A U.S. District Court jury has found that LendingTree should pay $5.8 million in damages for infringing on a patent held by IMX Inc., a mortgage technology company.

The Jan. 20 jury verdict followed a two-week trial. IMX had sought about $6 million in damages in the lawsuit, which was filed in November 2003.

LendingTree officials said today they will ask the judge to set aside the verdict and are considering an appeal.

The Delaware District Court jury found that LendingTree “has literally infringed” on 23 claims of a patent held by IMX, and that LendingTree willfully infringed on the IMX patent. “Literal infringement” means that every element of a patent’s claim can be literally found in the device or process that allegedly infringed on that patent.

IMX Exchange for Brokers, which launched in 1997, is a platform that allows brokers to get fully adjusted pricing on posted loans from participating lenders, and to conduct loan-purchase transactions online.

LendingTree, which launched in 1998, connects consumers to local, regional and national lending institutions. LendingTree also offers to connect its consumers with a real estate agent. The company, acquired by Barry Diller’s IAC/InterActiveCorp in 2003, owns online real estate portal RealEstate.com, which has plans to enter the real estate brokerage business in select markets this year.

“This case will have no meaningful effect on how our lenders and customers interact with LendingTree,” said Tom Reddin, CEO of IAC Financial Services and Real Estate, in a statement. “LendingTree will continue to provide the same level of quality service to both consumers and lenders. The fundamentals of our consumer proposition will remain the same — consumers will continue to use the LendingTree marketplace to find lenders that will compete for their business.”

He also stated, “We’re disappointed with the jury’s verdict and do not believe that it was consistent with the evidence presented at trial. We intend to ask the district judge to set aside the verdict and, if necessary, to appeal.”

IMX “anticipates that the court will issue and injunction to stop LendingTree’s infringement,” according to a company announcement.

“We are very pleased with the verdict,” said Michele Buschman, acting CEO of IMX, in a statement. “We’ve maintained all along that LendingTree infringes this patent. While we would have preferred to settle the issue out of court, we are extremely satisfied that the validity of this key technological innovation has been upheld.”

IMX filed on Sept. 12, 1997, for a patent on an “Interactive Mortgage and Loan Information and Real-Time Trading System,” and received a patent on Nov. 30, 1999, according to court documents, and LendingTree founder Doug Lebda reportedly received a copy of IMX’s press release relating to the issuance of the IMX patent in January 2000.

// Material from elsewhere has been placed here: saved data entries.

impl<'t> Tagset<'t> {
    fn new(t: TerminalRef<'t>) -> Self {
        let mut variants: Vec<&'t str> = t.all_variants().collect();
        if let Some(class) = t.word_class()
            && GENDERS.contains(&class)
        {
            variants.push(class);
        }
        Self {
            kind: t.kind(),
            category: t.category(),
            word_class: t.word_class(),
            domain: t.domain(),
            text: t.text(),
            lemma: t.lemma(),
            variants,
        }
    }

    fn has(&self, variant: &str) -> bool {
        self.variants.contains(&variant)
    }

    fn tag(&self) -> String {
        if self.kind == TokenKind::Punctuation {
            return self.text.to_lowercase();
        }
        if let Some(tag) = kind_tag(self.kind) {
            return tag.to_string();
        }
        let Some(scheme) = scheme(self.category).or_else(|| self.word_class.and_then(scheme)) else {
            return "x".to_string();
        };
        match scheme {
            Scheme::Noun => [
                "n",
                self.gender(),
                self.number("e"),
                self.case("n"),
                self.article(),
                self.proper(),
            ]
            .concat(),
            Scheme::Pronoun => [
                "f",
                self.pronoun_class(),
                self.pronoun_person(),
                self.number("e"),
                self.case("n"),
            ]
            .concat(),
            Scheme::Article => ["g", self.gender(), self.number("e"), self.case("n")].concat(),
            Scheme::Numeral => [
                "t",
                self.numeral_class(),
                self.gender(),
                self.number("f"),
                self.case("n"),
            ]
            .concat(),
            Scheme::Number => self.number_value(),
            Scheme::Ordinal => self.ordinal(),
            Scheme::Year => "ta".to_string(),
            Scheme::Verb => self.verb(),
            Scheme::Adjective => [
                "l",
                self.gender(),
                self.number("e"),
                self.case("n"),
                self.declension(),
                self.degree(),
            ]
            .concat(),
            Scheme::Adverb => ["a", self.adverb_class(), self.adverb_degree()].concat(),
            Scheme::Conjunction => ["c", self.conjunction_class()].concat(),
            Scheme::Entity => match self.text.chars().next() {
                Some(c) if c.is_uppercase() => "nxex-s".to_string(),
                _ => "e".to_string(),
            },
        }
    }

    fn gender(&self) -> &'static str {
        if self.has("kk") {
            "k"
        } else if self.has("kvk") {
            "v"
        } else if self.has("hk") {
            "h"
        } else {
            "x"
        }
    }

    fn number(&self, default: &'static str) -> &'static str {
        if self.has("ft") {
            "f"
        } else if self.has("et") {
            "e"
        } else {
            default
        }
    }

    fn case<'a>(&self, default: &'a str) -> &'a str {
        if self.has("nf") {
            "n"
        } else if self.has("þf") {
            "o"
        } else if self.has("þgf") {
            "þ"
        } else if self.has("ef") {
            "e"
        } else {
            default
        }
    }

    fn article(&self) -> &'static str {
        if self.has("gr") { "g" } else { "" }
    }

    /// Proper noun suffix
    fn proper(&self) -> &'static str {
        let definite = self.has("gr");
        if self.lemma.is_empty() {
            ""
        } else if matches!(self.domain, Some("örn" | "göt" | "lönd")) {
            if definite { "ö" } else { "-ö" }
        } else if self.kind == TokenKind::Person {
            "-m"
        } else if self.kind == TokenKind::Currency {
            if definite { "e" } else { "-e" }
        } else if self.lemma.chars().next().is_some_and(char::is_uppercase) {
            if definite { "s" } else { "-s" }
        } else {
            ""
        }
    }

    fn degree(&self) -> &'static str {
        if self.has("esb") || self.has("evb") {
            "e"
        } else if self.has("mst") {
            "m"
        } else {
            "f"
        }
    }

    fn declension(&self) -> &'static str {
        if self.has("fsb") || self.has("esb") {
            "s"
        } else if self.has("fvb") || self.has("evb") || self.has("mst") || ORDINALS.contains(&self.lemma) {
            "v"
        } else {
            "o"
        }
    }

    fn pronoun_class(&self) -> &'static str {
        if matches!(self.word_class, Some("abfn" | "pfn")) {
            return "p";
        }
        let lower = self.text.to_lowercase();
        if SHARED_PRONOUN_FORMS.contains(&lower.as_str()) && SHARED_PRONOUN_LEMMAS.contains(&self.lemma) {
            return "p";
        }
        lookup(PRONOUN_CLASSES, self.lemma).unwrap_or("x")
    }

    fn pronoun_person(&self) -> &'static str {
        if let Some(p) = lookup(PERSONAL_PRONOUNS, self.lemma) {
            return p;
        }
        for (variant, tag) in [("kk", "k"), ("kvk", "v"), ("hk", "h"), ("p1", "1"), ("p2", "2")] {
            if self.has(variant) {
                return tag;
            }
        }
        "x"
    }

    fn numeral_class(&self) -> &'static str {
        if self.kind == TokenKind::Percent { "p" } else { "f" }
    }

    /// Cardinal written with digits: plural unless the value ends in a 1 (but not 11)
    fn number_value(&self) -> String {
        let value = self
            .text
            .replace('.', "")
            .replace(',', ".")
            .parse::<f64>()
            .ok();
        let singular = value.is_some_and(|v| v != 11.0 && v % 10.0 == 1.0);
        if singular { "tfken" } else { "tfkfn" }.to_string()
    }

    fn ordinal(&self) -> String {
        if self.variants.is_empty() {
            "lxexvf".to_string()
        } else {
            ["l", self.gender(), "e", self.case("n"), "vf"].concat()
        }
    }

    fn voice(&self) -> &'static str {
        if self.has("mm") { "m" } else { "g" }
    }

    fn verb(&self) -> String {
        if self.has("lh") && self.has("nt") {
            return "slg".to_string();
        }
        if self.has("lhþt") {
            return ["sþ", self.voice(), self.gender(), self.number("e"), self.case("n")].concat();
        }
        if self.has("nh") {
            let past = if self.has("þt") { "--þ" } else { "" };
            return ["sn", self.voice(), past].concat();
        }
        if self.has("bh") {
            return ["sb", self.voice(), "2", self.number("e"), "n"].concat();
        }
        if self.has("sagnb") {
            return ["ss", self.voice()].concat();
        }
        let mood = if self.has("vh") { "v" } else { "f" };
        let person = if self.has("op") {
            "3"
        } else if self.has("p1") {
            "1"
        } else if self.has("p2") {
            "2"
        } else {
            "3"
        };
        let tense = if self.has("þt") { "þ" } else { "n" };
        ["s", mood, self.voice(), person, self.number("e"), tense].concat()
    }

    fn adverb_class(&self) -> &'t str {
        match self.word_class.unwrap_or(self.category) {
            "uh" => "u",
            "fs" => self.case(lookup(PREPOSITION_CASES, self.lemma).unwrap_or("o")),
            _ => "a",
        }
    }

    fn adverb_degree(&self) -> &'static str {
        if self.has("mst") {
            "m"
        } else if self.has("est") {
            "e"
        } else {
            ""
        }
    }

    fn conjunction_class(&self) -> &'static str {
        if self.category == "stt" {
            "t"
        } else if self.word_class == Some("nhm") {
            "n"
        } else {
            ""
        }
    }
}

IMX claimed in the lawsuit that the LendingTree Exchange and a related “Lend-X” technology that LendingTree provided to third-party companies infringed on the IMX patent. “LendingTree has recklessly disregarded IMX’s rights in the … patent by continuing to infringe the … patent,” IMX asserts in court documents.

Bill Goldman, a partner with the DLA Piper Rudnick Gray Cary US LLP law firm that represented IMX in the lawsuit, said, “What we’re seeking now is … a permanent injunction” to prevent further patent infringement.

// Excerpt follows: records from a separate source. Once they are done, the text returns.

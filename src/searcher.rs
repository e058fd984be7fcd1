//! Tree search with compiled patterns
//!
//! Every search runs the same pre-order traversal. In [`SearchMode::All`]
//! the traversal continues below a matching node, so nested matches are
//! reported too; in [`SearchMode::Top`] the subtree of a match is skipped,
//! so the reported nodes never overlap.

use std::sync::Arc;

use crate::parser::PatternError;
use crate::pattern::Pattern;
use crate::tree::{NodeId, NodeRef, Tree};

#[derive(Debug, Clone, Copy, PartialEq, Eq)]
pub enum SearchMode {
    /// Every matching node, including nodes inside other matches
    All,
    /// Only the topmost matching nodes
    Top,
}

/// Lazy iterator over the nodes matching a pattern
pub struct Matches<'t> {
    tree: &'t Tree,
    stack: Vec<NodeId>,
    pattern: Arc<Pattern>,
    prune: bool,
}

impl<'t> Matches<'t> {
    fn new(start: NodeRef<'t>, pattern: Arc<Pattern>, mode: SearchMode) -> Self {
        Self {
            tree: start.tree(),
            stack: vec![start.id()],
            pattern,
            prune: mode == SearchMode::Top,
        }
    }

    pub fn pattern(&self) -> &Pattern {
        &self.pattern
    }
}

impl<'t> Iterator for Matches<'t> {
    type Item = NodeRef<'t>;

    fn next(&mut self) -> Option<Self::Item> {
        while let Some(id) = self.stack.pop() {
            let node = self.tree.node(id)?;
            let found = self.pattern.is_match(node);
            if !(found && self.prune) {
                let start = self.stack.len();
                self.stack.extend(node.children().map(|child| child.id()));
                self.stack[start..].reverse();
            }
            if found {
                return Some(node);
            }
        }
        None
    }
}

impl<'t> NodeRef<'t> {
    /// Search this subtree, including this node, with a compiled pattern
    pub fn search(&self, pattern: Arc<Pattern>, mode: SearchMode) -> Matches<'t> {
        Matches::new(*self, pattern, mode)
    }

    /// True if this node matches `pattern`
    pub fn matches(&self, pattern: &str) -> Result<bool, PatternError> {
        Ok(Pattern::compile_cached(pattern)?.is_match(*self))
    }

    /// The first node in pre-order, starting with this one, matching `pattern`
    pub fn first_match(&self, pattern: &str) -> Result<Option<NodeRef<'t>>, PatternError> {
        Ok(self.all_matches(pattern)?.next())
    }

    /// Every matching node in this subtree, nested matches included
    pub fn all_matches(&self, pattern: &str) -> Result<Matches<'t>, PatternError> {
        let pattern = Pattern::compile_cached(pattern)?;
        Ok(self.search(pattern, SearchMode::All))
    }

    /// The topmost matching nodes in this subtree; matches are not searched further
    pub fn top_matches(&self, pattern: &str) -> Result<Matches<'t>, PatternError> {
        let pattern = Pattern::compile_cached(pattern)?;
        Ok(self.search(pattern, SearchMode::Top))
    }
}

He said that such injunctions are common in cases of patent infringement. Also, Goldman said the judge has the option to triple the damages awarded by the jury because the jury found that LendingTree had willfully infringed on the patent.

IMX had initially named E-Loan and Priceline in the lawsuit. IMX reached an out-of-court agreement with Priceline, Goldman said, and E-Loan was dismissed from the case without prejudice.